Plenty proves the validity of one of the fundamental tenets of permaculture farming: “The problem is the solution.” The lack of available outdoor space for growing sent Plenty indoors to take full advantage of the benefits of a controlled indoor growing environment. While traditional farms depend on freezing produce in order to provide beloved fruits and vegetables off season, Plenty’s farmers grow everything indoors. They control the outside elements and offer consumers fresh favorites all year round.

Charging infrastructure free of charge

Volta website screenshot

The Paris Agreement on Climate Change requires a net zero emissions economy by the second half of the century. Since transport emissions account for 25 percent of energy-related greenhouse gas emissions, accomplishing the daunting feat of the Paris Agreement must include a major transformation of the transportation sector.

California has always led the way when it comes to making electric vehicles (EVs) appealing and providing charging stations for them. So it comes as no surprise that one of the most promising EV charging companies operating in the United States today, Volta Charging, was born in San Francisco.

Volta Charging has a simple yet highly intelligent approach. It capitalizes on the fact that outdoor advertising remains one of the few non-Internet-based opportunities for retailers to get their message in front of customers. It thus offers drivers the option to charge their EVs for free, and the company pays for it by selling strategically placed advertising space on the chargers themselves.

The chargers are located in high-traffic retail and residential areas that are appealing to advertisers and EV drivers alike The company has raised more than $60 million from investors since it started in 2010. With the market for electric cars predicted to increase exponentially over the next few years, Volta Charging’s reliance on ads has positioned itself perfectly for continued growth and scalability. Its success proves that financial gain and social impact can go hand in hand. The more chargers that become readily available, the more likely consumers will be to purchase EVs. And the more EVs that grow in demand, the more the demand for charging stations will grow.

Solutions for Minimizing the Ecological Bigfootprint

Solutions for Minimizing the
Ecological Bigfootprint

The fundamental dilemma of city living is that in an attempt to live a more convenient and comfortable life, we inadvertently sacrifice the prosperity of the world around us. We are attracted to and crave the connectedness and cultural diversity that cities offer, and at the same time, we have come to realize that if we want to continue living a life of convenience, we need to start living a life of collective awareness.

The ecological footprint of cities is defined as the total amount of productive land needed to maintain current activities and the removal of waste. The environmental impacts of modern cities go beyond their surrounding regions. Since cities are where the majority chooses to live, finding solutions for the negative impact cities have on the environment is crucial.
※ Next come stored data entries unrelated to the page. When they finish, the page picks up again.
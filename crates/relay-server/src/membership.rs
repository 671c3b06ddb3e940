//! Membership of a single cluster, and view generation over it.
//!
//! `Membership` is plain data: it is always accessed under the owning
//! cluster's lock in [`crate::registry`]. Members keep insertion order, so the
//! first member to join stays coordinator until it leaves.

use crate::session::{Session, SessionId};
use indexmap::IndexMap;
use relay_core::{Address, View};
use std::sync::Arc;

/// A member and the session it is reachable through.
#[derive(Debug, Clone)]
pub struct Recipient {
    pub address: Address,
    pub session: Arc<Session>,
}

/// A member removed from a cluster.
#[derive(Debug, Clone)]
pub struct Departed {
    pub address: Address,
    /// `None` for placeholders registered through a bulk view
    pub session: Option<Arc<Session>>,
}

/// Member records of one cluster plus its view-id counter.
#[derive(Debug, Default)]
pub struct Membership {
    /// Address → session; `None` is a placeholder with no local channel yet
    members: IndexMap<Address, Option<Arc<Session>>>,
    /// Id of the most recently generated view (0 = none yet)
    last_view_id: u64,
}

impl Membership {
    pub fn new() -> Self {
        Self::default()
    }

    /// Continue view numbering from a previous incarnation of the cluster.
    pub fn with_last_view_id(last_view_id: u64) -> Self {
        Self {
            members: IndexMap::new(),
            last_view_id,
        }
    }

    pub fn len(&self) -> usize {
        self.members.len()
    }

    pub fn is_empty(&self) -> bool {
        self.members.is_empty()
    }

    pub fn contains(&self, address: &Address) -> bool {
        self.members.contains_key(address)
    }

    pub fn last_view_id(&self) -> u64 {
        self.last_view_id
    }

    /// Member addresses in view order.
    pub fn addresses(&self) -> impl Iterator<Item = &Address> {
        self.members.keys()
    }

    /// Add `address` if absent. First writer wins: an existing record is left alone.
    pub fn join(&mut self, address: Address, session: Arc<Session>) -> bool {
        if self.members.contains_key(&address) {
            return false;
        }
        self.members.insert(address, Some(session));
        true
    }

    /// Seed from an externally known view, then bind `local` to `session`.
    ///
    /// Unknown bulk members become placeholders; `local` always ends up bound
    /// to `session`, replacing a placeholder or an older session.
    pub fn register_view(&mut self, bulk: &[Address], local: Address, session: Arc<Session>) {
        for address in bulk {
            if !self.members.contains_key(address) {
                self.members.insert(address.clone(), None);
            }
        }
        self.members.insert(local, Some(session));
    }

    /// Remove `address`, keeping the order of the remaining members.
    pub fn leave(&mut self, address: &Address) -> Option<Departed> {
        self.members
            .shift_remove_entry(address)
            .map(|(address, session)| Departed { address, session })
    }

    /// Remove every address bound to the session `id`.
    pub fn remove_session(&mut self, id: SessionId) -> Vec<Address> {
        let mut removed = Vec::new();
        self.members.retain(|address, session| {
            let bound = session.as_ref().is_some_and(|s| s.id() == id);
            if bound {
                removed.push(address.clone());
            }
            !bound
        });
        removed
    }

    /// The current view, without generating a new id.
    pub fn view(&self) -> Option<View> {
        View::new(self.last_view_id, self.members.keys().cloned().collect())
    }

    /// Generate the next view over the current members.
    ///
    /// Returns `None` (and leaves the counter alone) when the cluster is empty.
    pub fn compute_and_bump(&mut self) -> Option<View> {
        if self.members.is_empty() {
            return None;
        }
        self.last_view_id += 1;
        View::new(self.last_view_id, self.members.keys().cloned().collect())
    }

    /// Session bound to `address`; `None` for unknown members and placeholders.
    pub fn session_of(&self, address: &Address) -> Option<Arc<Session>> {
        self.members.get(address).cloned().flatten()
    }

    /// Point-in-time list of reachable members, minus `exclusions`.
    pub fn recipients(&self, exclusions: &[Address]) -> Vec<Recipient> {
        self.members
            .iter()
            .filter(|(address, _)| !exclusions.contains(address))
            .filter_map(|(address, session)| {
                session.as_ref().map(|s| Recipient {
                    address: address.clone(),
                    session: Arc::clone(s),
                })
            })
            .collect()
    }
}
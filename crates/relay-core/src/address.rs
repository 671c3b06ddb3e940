//! Address: Identity of a cluster member.
//!
//! Wraps a 128-bit UUID split into two halves (matching the wire shape
//! `{uuidHigh, uuidLow}`) plus optional metadata. Only the identity takes
//! part in equality, ordering and hashing; name and site tags are carried
//! along for display and cross-site relaying.

use serde::{Deserialize, Serialize};
use std::cmp::Ordering;
use std::fmt::{self, Display, Formatter};
use std::hash::{Hash, Hasher};
use std::str::FromStr;
use thiserror::Error;
use uuid::Uuid;

#[derive(Debug, Error)]
pub enum AddressError {
    #[error("Invalid address: expected a UUID")]
    InvalidFormat(#[from] uuid::Error),
}

/// A member address as seen by the relay.
///
/// # Examples
/// ```
/// use relay_core::Address;
///
/// let a = Address::random().with_name("A");
/// let same = Address::from_parts(a.uuid_high, a.uuid_low);
/// assert_eq!(a, same); // names are metadata
/// ```
#[derive(Debug, Clone, Serialize, Deserialize)]
#[serde(rename_all = "camelCase")]
pub struct Address {
    /// Most significant 64 bits of the identity
    pub uuid_high: u64,
    /// Least significant 64 bits of the identity
    pub uuid_low: u64,
    /// Logical display name (e.g. "A")
    #[serde(default, skip_serializing_if = "Option::is_none")]
    pub name: Option<String>,
    /// Site this member belongs to, for cross-site relaying
    #[serde(default, skip_serializing_if = "Option::is_none")]
    pub site: Option<String>,
    /// Whether this member coordinates its site
    #[serde(default, skip_serializing_if = "is_false")]
    pub is_site_coordinator: bool,
}

fn is_false(value: &bool) -> bool {
    !*value
}

impl Address {
    /// Create an address from the two identity halves.
    pub fn from_parts(uuid_high: u64, uuid_low: u64) -> Self {
        Self {
            uuid_high,
            uuid_low,
            name: None,
            site: None,
            is_site_coordinator: false,
        }
    }

    /// Generate a new address with a random (v4) identity.
    pub fn random() -> Self {
        Self::from_uuid(Uuid::new_v4())
    }

    /// Create an address from a UUID.
    pub fn from_uuid(uuid: Uuid) -> Self {
        let (high, low) = uuid.as_u64_pair();
        Self::from_parts(high, low)
    }

    /// Attach a display name.
    pub fn with_name(mut self, name: impl Into<String>) -> Self {
        self.name = Some(name.into());
        self
    }

    /// Attach a site tag.
    pub fn with_site(mut self, site: impl Into<String>, is_site_coordinator: bool) -> Self {
        self.site = Some(site.into());
        self.is_site_coordinator = is_site_coordinator;
        self
    }

    /// The identity as a UUID.
    pub fn uuid(&self) -> Uuid {
        Uuid::from_u64_pair(self.uuid_high, self.uuid_low)
    }
}

impl PartialEq for Address {
    fn eq(&self, other: &Self) -> bool {
        self.uuid_high == other.uuid_high && self.uuid_low == other.uuid_low
    }
}

impl Eq for Address {}

impl Hash for Address {
    fn hash<H: Hasher>(&self, state: &mut H) {
        self.uuid_high.hash(state);
        self.uuid_low.hash(state);
    }
}

impl PartialOrd for Address {
    fn partial_cmp(&self, other: &Self) -> Option<Ordering> {
        Some(self.cmp(other))
    }
}

impl Ord for Address {
    fn cmp(&self, other: &Self) -> Ordering {
        (self.uuid_high, self.uuid_low).cmp(&(other.uuid_high, other.uuid_low))
    }
}

// Names are what operators recognise in logs and dumps; fall back to the UUID.
impl Display for Address {
    fn fmt(&self, f: &mut Formatter<'_>) -> fmt::Result {
        match &self.name {
            Some(name) => write!(f, "{}", name),
            None => write!(f, "{}", self.uuid()),
        }
    }
}

impl FromStr for Address {
    type Err = AddressError;

    fn from_str(s: &str) -> Result<Self, Self::Err> {
        Ok(Self::from_uuid(Uuid::parse_str(s)?))
    }
}
impl ConnectionManager {
    /// Create a manager for `config`. Nothing is opened until `connect`.
    pub fn new(config: ClientConfig) -> Result<Self, ClientError> {
        let tls = match &config.server_cert {
            Some(cert) => Some(crate::tls::client_config(cert)?),
            None => None,
        };
        let reconnector = Reconnector::new(config.reconnect_interval());
        Ok(Self {
            shared: Arc::new(Shared {
                config,
                tls,
                state: ConnectionState::default(),
                generation: AtomicU64::new(0),
                inner: Mutex::new(Inner {
                    stream: None,
                    reconnector,
                    last_view_id: 0,
                }),
                events: Arc::new(EventBus::new()),
            }),
        })
    }

    pub fn config(&self) -> &ClientConfig {
        &self.shared.config
    }

    pub fn status(&self) -> ConnectionStatus {
        self.shared.state.get()
    }

    pub fn is_connected(&self) -> bool {
        self.shared.state.is(ConnectionStatus::Connected)
    }

    pub fn events(&self) -> &Arc<EventBus> {
        &self.shared.events
    }

    pub fn on_view(&self, handler: impl Fn(&View) + Send + Sync + 'static) -> Subscription {
        self.shared.events.on_view(handler)
    }

    pub fn on_message(
        &self,
        handler: impl Fn(&MessageEnvelope) + Send + Sync + 'static,
    ) -> Subscription {
        self.shared.events.on_message(handler)
    }

    pub async fn reconnector_running(&self) -> bool {
        self.shared.inner.lock().await.reconnector.is_running()
    }

    /// Set the function the reconnector runs after a transport error.
    pub async fn set_reconnect_fn(&self, function: ReconnectFn) {
        self.shared.inner.lock().await.reconnector.set_function(function);
    }

    /// Reconnect by joining `cluster` as `address` again.
    pub async fn rejoin_on_reconnect(&self, cluster: &str, address: &Address) {
        let weak: Weak<Shared> = Arc::downgrade(&self.shared);
        let cluster = cluster.to_string();
        let address = address.clone();
        let function: ReconnectFn = Arc::new(move || {
            let weak = weak.clone();
            let cluster = cluster.clone();
            let address = address.clone();
            async move {
                let Some(shared) = weak.upgrade() else {
                    return;
                };
                let manager = ConnectionManager { shared };
                if let Err(e) = manager.connect(&cluster, &address).await {
                    debug!("Reconnect attempt failed: {}", e);
                }
            }
            .boxed()
        });
        self.set_reconnect_fn(function).await;
    }

    /// Open the stream and join `cluster`. No-op unless disconnected.
    pub async fn connect(&self, cluster: &str, address: &Address) -> Result<(), ClientError> {
        self.open_with(Request::join(cluster, address.clone())).await
    }

    /// Open the stream and seed `cluster` with an existing view.
    ///
    /// The relay acknowledges instead of broadcasting; the acknowledgment
    /// moves the manager to `connected`. No-op unless disconnected.
    pub async fn register_view(
        &self,
        cluster: &str,
        view: &View,
        address: &Address,
    ) -> Result<(), ClientError> {
        self.open_with(Request::register_view(cluster, view.clone(), address.clone()))
            .await
    }

    async fn open_with(&self, request: Request) -> Result<(), ClientError> {
        let shared = &self.shared;
        let frame = request.to_json()?;

        let mut inner = shared.inner.lock().await;
        if !shared
            .state
            .compare_and_set(ConnectionStatus::Disconnected, ConnectionStatus::Connecting)
        {
            debug!("Ignoring {}: already {}", request.kind(), shared.state.get());
            return Ok(());
        }

        let ws = match open(&shared.config, shared.tls.as_ref()).await {
            Ok(ws) => ws,
            Err(e) => {
                shared.on_transport_error(&mut inner, &e.to_string());
                return Err(e);
            }
        };

        let (write, read) = ws.split();
        let sink = Arc::new(Mutex::new(write));
        let generation = shared.generation.fetch_add(1, Ordering::AcqRel) + 1;
        let reader = tokio::spawn(read_loop(Arc::downgrade(&self.shared), generation, read));
        inner.stream = Some(Stream {
            sink: Arc::clone(&sink),
            reader,
        });
        // A restarted relay numbers views from scratch
        inner.last_view_id = 0;

        let sent = sink.lock().await.send(Message::Binary(frame)).await;
        if let Err(source) = sent {
            shared.on_transport_error(&mut inner, &source.to_string());
            return Err(ClientError::Send {
                kind: request.kind(),
                source,
            });
        }
        info!("Sent {} to {}", request.kind(), shared.config.target());
        Ok(())
    }

    /// Leave `cluster` and close the stream. No-op without an open stream.
    pub async fn disconnect(&self, cluster: &str, address: &Address) -> Result<(), ClientError> {
        let Some(stream) = self.take_stream(false).await else {
            debug!("Disconnect ignored: no open stream");
            return Ok(());
        };

        let request = Request::leave(cluster, address.clone());
        let result = match request.to_json() {
            Ok(frame) => stream
                .sink
                .lock()
                .await
                .send(Message::Binary(frame))
                .await
                .map_err(|source| ClientError::Send {
                    kind: request.kind(),
                    source,
                }),
            Err(e) => Err(e.into()),
        };

        self.close_stream(stream).await;
        self.shared.state.set(ConnectionStatus::Disconnected);
        info!("Disconnected from {}", self.shared.config.target());
        result
    }

    /// Stop reconnecting and shut the stream down without leaving.
    ///
    /// Waits at most the configured shutdown timeout for the stream to end.
    pub async fn stop(&self) {
        if let Some(stream) = self.take_stream(true).await {
            self.close_stream(stream).await;
        }
        self.shared.state.set(ConnectionStatus::Disconnected);
    }

    /// Relay `envelope` through the open stream.
    ///
    /// Fails immediately with `NotConnected` unless connected; nothing is queued.
    pub async fn send(&self, envelope: MessageEnvelope) -> Result<(), ClientError> {
        self.send_request(&Request::Message(envelope)).await
    }

    pub async fn send_request(&self, request: &Request) -> Result<(), ClientError> {
        let shared = &self.shared;
        if !shared.state.is(ConnectionStatus::Connected) {
            return Err(ClientError::NotConnected(shared.config.target()));
        }
        let sink = {
            let inner = shared.inner.lock().await;
            inner.stream.as_ref().map(|s| Arc::clone(&s.sink))
        };
        let Some(sink) = sink else {
            return Err(ClientError::NotConnected(shared.config.target()));
        };

        let frame = request.to_json()?;
        let mut write = sink.lock().await;
        write
            .send(Message::Binary(frame))
            .await
            .map_err(|source| ClientError::Send {
                kind: request.kind(),
                source,
            })
    }

    /// Current view of `cluster`, or `None` if it has no members.
    ///
    /// Asked over a separate short-lived stream, so it works in any state.
    pub async fn get_view(&self, cluster: &str) -> Result<Option<View>, ClientError> {
        self.query(Request::get_view(cluster), "getViewResponse", |rsp| match rsp {
            Response::GetViewResponse(rsp) => Some(rsp.view),
            _ => None,
        })
        .await
    }

    /// Text listing of every cluster on the relay and its members.
    pub async fn dump(&self) -> Result<String, ClientError> {
        self.query(Request::Dump, "dumpResponse", |rsp| match rsp {
            Response::DumpResponse(rsp) => Some(rsp.text),
            _ => None,
        })
        .await
    }

    async fn query<T>(
        &self,
        request: Request,
        expected: &'static str,
        pick: impl Fn(Response) -> Option<T>,
    ) -> Result<T, ClientError> {
        let config = &self.shared.config;
        let frame = request.to_json()?;
        let mut ws = open(config, self.shared.tls.as_ref()).await?;
        ws.send(Message::Binary(frame))
            .await
            .map_err(|source| ClientError::Send {
                kind: request.kind(),
                source,
            })?;

        let exchange = async {
            while let Some(next) = ws.next().await {
                let data = match next {
                    Ok(Message::Binary(data)) => data,
                    Ok(Message::Text(text)) => text.into_bytes(),
                    Ok(Message::Close(_)) | Err(_) => break,
                    Ok(_) => continue,
                };
                match Response::from_json(&data) {
                    Ok(response) => {
                        if let Some(value) = pick(response) {
                            return Ok(value);
                        }
                    }
                    Err(e) => return Err(ClientError::from(e)),
                }
            }
            Err(ClientError::StreamClosed)
        };
        let result = match timeout(config.request_timeout(), exchange).await {
            Ok(result) => result,
            Err(_) => Err(ClientError::Timeout(config.request_timeout(), expected)),
        };

        if let Err(e) = ws.close(None).await {
            debug!("Error closing query stream: {}", e);
        }
        result
    }

    /// Detach the current stream so its reader's events are ignored.
    async fn take_stream(&self, stop_reconnector: bool) -> Option<Stream> {
        let shared = &self.shared;
        let mut inner = shared.inner.lock().await;
        if stop_reconnector {
            inner.reconnector.stop();
        }
        let stream = inner.stream.take()?;
        shared.state.set(ConnectionStatus::Disconnecting);
        shared.generation.fetch_add(1, Ordering::AcqRel);
        Some(stream)
    }

    /// Close the send side, then wait for the reader within the shutdown timeout.
    async fn close_stream(&self, stream: Stream) {
        if let Err(e) = stream.sink.lock().await.close().await {
            debug!("Error closing stream: {}", e);
        }
        let mut reader = stream.reader;
        let limit = self.shared.config.shutdown_timeout();
        if timeout(limit, &mut reader).await.is_err() {
            warn!(
                "Stream to {} did not shut down within {:?}; abandoning it",
                self.shared.config.target(),
                limit
            );
            reader.abort();
        }
    }
}
//! relay-core: Wire contract shared by the cluster relay and its members.
//!
//! This crate provides:
//! - `Address`: member identity (128-bit UUID plus display metadata)
//! - `View`: ordered membership snapshot with a monotonically increasing id
//! - Message envelope, correlation and relay headers
//! - Request/response enums and their JSON framing

pub mod address;
pub mod protocol;
pub mod view;

pub use address::{Address, AddressError};
pub use protocol::{
    CorrelationHeader, DumpResponse, GetViewRequest, GetViewResponse, JoinRequest, LeaveRequest,
    MessageEnvelope, ProtocolError, RegisterViewRequest, RelayHeader, RelayHeaderType, Request,
    Response, MAX_MESSAGE_SIZE,
};
pub use view::View;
But fear not. Where cities trigger environmental problems, they also offer solutions. Although cities are hot spots of production, consumption, and waste generation, they also possess the creative resources and intellect to increase the energy efficiency and sustainability of society as a whole. Companies such as Loop, Plenty, and Volta Charging are already finding solutions for some of the problems we as a society must tackle together. We hope you will be inspired this 4th of July to check out companies like these. We hope you can find ways to take part in ensuring America’s commitment to a clean future.

1 United States Environmental Protection Agency. Reducing wasted food & packaging: A guide for food services and restaurants.